デザイナー出身の中野氏も、澤田氏とタッグを組んだ理由の一つに「プログラミングを覚えたかったから」と話す。そんな2人が、なぜポリシーとして「開発者のエゴを捨てる」ことを掲げたのか。

「難しい理由じゃありません。サービス開発の基本として、成し遂げたいことに対して、枯れている・枯れていないに問わず最適な技術を採用すべきだと信じてるからです。僕は技術とユーザー体験、経営の橋渡しのできるエンジニアになりたい」(澤田氏)

「2人ともそれぞれ個人でも仕事をしてきたから、帳票管理がいかに面倒で、なぜ有効なWebツールがないのか、と実感していました。じゃあ、管理ツールに求められる機能は何なのかを詰めていくと、『こだわるべきは設計思想とユーザーエクスペリエンスだ』ということで一致したんです」(中野氏)

澤田氏も中野氏も、「『Noroshi』開発以外にも仕事で手にしたい夢がある」そうだ。そんな自分たちが、将来帳票を管理するユーザーとなった姿を思い浮かべれば、なおのこと『Noroshi』に尖った機能は不要だった。

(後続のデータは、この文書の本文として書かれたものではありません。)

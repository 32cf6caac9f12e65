//! Shader program: a matched vertex/fragment module pair plus the
//! vertex-input layout derived from the fixed [`Vertex`] struct.

use std::mem;
use std::sync::Arc;

use log::error;
use vulkano::device::Device;
use vulkano::format::Format;
use vulkano::pipeline::graphics::vertex_input::{
    VertexInputAttributeDescription, VertexInputBindingDescription, VertexInputRate,
    VertexInputState,
};
use vulkano::shader::ShaderModule;

use crate::assets::AssetStorage;
use crate::mesh::Vertex;

enum ShaderStage {
    Vertex,
    Fragment,
}

/// True when `code` can be passed to the driver as SPIR-V: the API requires
/// word-aligned byte code.
pub fn spirv_word_aligned(code: &[u8]) -> bool {
    code.len() % mem::size_of::<u32>() == 0
}

/// Builds the single-binding vertex-input description for [`Vertex`]:
/// position at location 0, texture coordinate at location 1, both three
/// 32-bit floats. Purely derived; no failure mode.
pub fn vertex_input_state() -> VertexInputState {
    VertexInputState::new()
        .binding(
            0,
            VertexInputBindingDescription {
                stride: mem::size_of::<Vertex>() as u32,
                input_rate: VertexInputRate::Vertex,
            },
        )
        .attribute(
            0,
            VertexInputAttributeDescription {
                binding: 0,
                format: Format::R32G32B32_SFLOAT,
                offset: mem::offset_of!(Vertex, pos) as u32,
            },
        )
        .attribute(
            1,
            VertexInputAttributeDescription {
                binding: 0,
                format: Format::R32G32B32_SFLOAT,
                offset: mem::offset_of!(Vertex, tc) as u32,
            },
        )
}

/// Owns a vertex+fragment shader module pair. Either both modules were
/// created and [`ShaderProgram::is_created`] is true, or the program is
/// unusable; a partially created program is never acted upon, though its
/// surviving module is still released by [`ShaderProgram::destroy_shader_modules`]
/// or drop.
pub struct ShaderProgram {
    device: Arc<Device>,
    vert_module: Option<Arc<ShaderModule>>,
    frag_module: Option<Arc<ShaderModule>>,
    vertex_input: VertexInputState,
    is_created: bool,
}

impl ShaderProgram {
    /// Resolves both shader identifiers through `storage` and creates the
    /// modules. Any invalid lookup aborts before module creation; any
    /// module failure leaves `is_created()` false.
    pub fn new(
        device: Arc<Device>,
        storage: &AssetStorage,
        vert_shader: &str,
        frag_shader: &str,
    ) -> Self {
        let mut program = Self {
            device,
            vert_module: None,
            frag_module: None,
            vertex_input: VertexInputState::new(),
            is_created: false,
        };

        let vert_handle = storage.get(vert_shader);
        let frag_handle = storage.get(frag_shader);
        if !vert_handle.is_valid() || !frag_handle.is_valid() {
            error!("Can't find shaders {} / {}", vert_shader, frag_shader);
            return program;
        }

        let created = program.create_shader_module(vert_handle.content(), ShaderStage::Vertex)
            && program.create_shader_module(frag_handle.content(), ShaderStage::Fragment);
        if !created {
            error!("Can't create shader module");
            return program;
        }

        program.vertex_input = vertex_input_state();
        program.is_created = true;
        program
    }

    /// Creates one shader module. Fails, without touching the stored
    /// handle, when the byte code is not word-aligned or the device
    /// rejects it.
    fn create_shader_module(&mut self, code: &[u8], stage: ShaderStage) -> bool {
        if !spirv_word_aligned(code) {
            error!(
                "Shader code size {} is not a multiple of four; \
                 see the VkShaderModuleCreateInfo manual page",
                code.len()
            );
            return false;
        }

        // Alignment was checked above; the byte content itself is trusted
        // the same way the C API trusts pCode.
        let module = match unsafe { ShaderModule::from_bytes(self.device.clone(), code) } {
            Ok(module) => module,
            Err(e) => {
                error!("Failed to create shader module: {}", e);
                return false;
            }
        };

        match stage {
            ShaderStage::Vertex => self.vert_module = Some(module),
            ShaderStage::Fragment => self.frag_module = Some(module),
        }
        true
    }

    /// All-or-nothing success flag.
    pub fn is_created(&self) -> bool {
        self.is_created
    }

    pub fn vertex_module(&self) -> Option<&Arc<ShaderModule>> {
        self.vert_module.as_ref()
    }

    pub fn fragment_module(&self) -> Option<&Arc<ShaderModule>> {
        self.frag_module.as_ref()
    }

    pub fn vertex_input(&self) -> VertexInputState {
        self.vertex_input.clone()
    }

    /// Releases both module handles. Idempotent; a second call finds them
    /// already gone.
    pub fn destroy_shader_modules(&mut self) {
        self.vert_module = None;
        self.frag_module = None;
    }
}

「大事なのは、『どれだけ簡単に、短時間で帳票作業を済ませられるか』ってことでした」(中野氏)

そんな取捨選択の設計で到達したのが、「帳票管理をToDoリスト化する」というコンセプト。それを実現するための開発に集中していく中で、2人の力点は技術力でエッジを立てるのではなく「サービス自体の価値でエッジを」にシフトしたのだ。

「使わない機能をゼロにする」取り組んだのはニーズの抽象化

寄せられるニーズの細かさにどう対応するかで喧々諤々の議論を続けた2人は、「抽象化」という解を出す

寄せられるニーズの細かさにどう対応するかで喧々諤々の議論を続けた2人は、「抽象化」という解を出す

「『Noroshi』を開発し始めて、プレローンチ後のフィードバックなどを受け止めるうちに分かったのが、僕らの想定を超えるユーザーニーズの細かさでした」(中野氏)

目標にしていた「まずはExcelの帳票よりも手軽に作成できること」をクリアした後は、どこまで細かなニーズに対応し、何を切り捨てるかという議論に延々と時間が費やされた。

帳票作成の仕事は敬遠する人が多いのに、いざ作ることになると細かなディテールにこだわる。「ここにこういう項目を入れたい」、「ここには空欄がほしい」という要望をすべて満たすツールにしていけば、操作性や汎用性は確実に下がる。最小公倍数をめぐる検討が続いた。

「それでたどり着いたのは、『ユーザーが使わない機能をゼロにしよう』という設計思想。そのためにも、ユーザーが個々に持ち合わせている要望をどれだけ抽象化できるかが勝負でした」(澤田氏)

その結果が、今年2月に実施した、帳票テンプレートの増加だ。増加といっても5つに絞り込み、さまざまな処理に対応できるようにフォーマットを作成。それも、個人でもチームでも利用可能なように設計してある。

さらに、2人は抽象化思想によって「ユーザーニーズを超える」試みにも取り組んでいる。特にUI面でそれが顕著に表れていると中野氏は言う。

「まぁ、あるわけですよ。古色蒼然な請求書の仕様とかがいまだに(笑)。そういうものを作ったり管理するツールの画面まで、昭和な匂いのするものじゃ、作業するユーザーもイヤだろうな、と。そこで、ほどほどのバランスも考えながら、ポップな色合いも加えていったんです」(中野氏)

『Noroshi』の至るところに出てくる狼のキャラクターは、あえて「帳票管理とは結び付かないゆるキャラ」として作成

『Noroshi』の至るところに出てくる狼のキャラクターは、あえて「帳票管理とは結び付かないゆるキャラ」として作成

『Noroshi』のメイン画面には狼のイラストが登場するが、例えば「この狼カワイイ」というような反響が、Twitter上で相当数登場した。

「長く使ってもらえるサービスって、それまでの人の行動を変えるものだと思うんですね。だから、『イヤな帳票管理の仕事を楽し気に演出する』ことも大事だろうと話した結果、キャラクターも作っちゃおうってことになりました」(澤田氏)

機能面での課題はまだまだあると2人は言う。今後は帳票作成ツールとしての完成度をもっと上げつつ、管理会計への対応や、経費管理のオンライン化なども検討している。それらも、彼らの「木を見て森も見る」エンジニアリングが近いうちに実現するはずだ。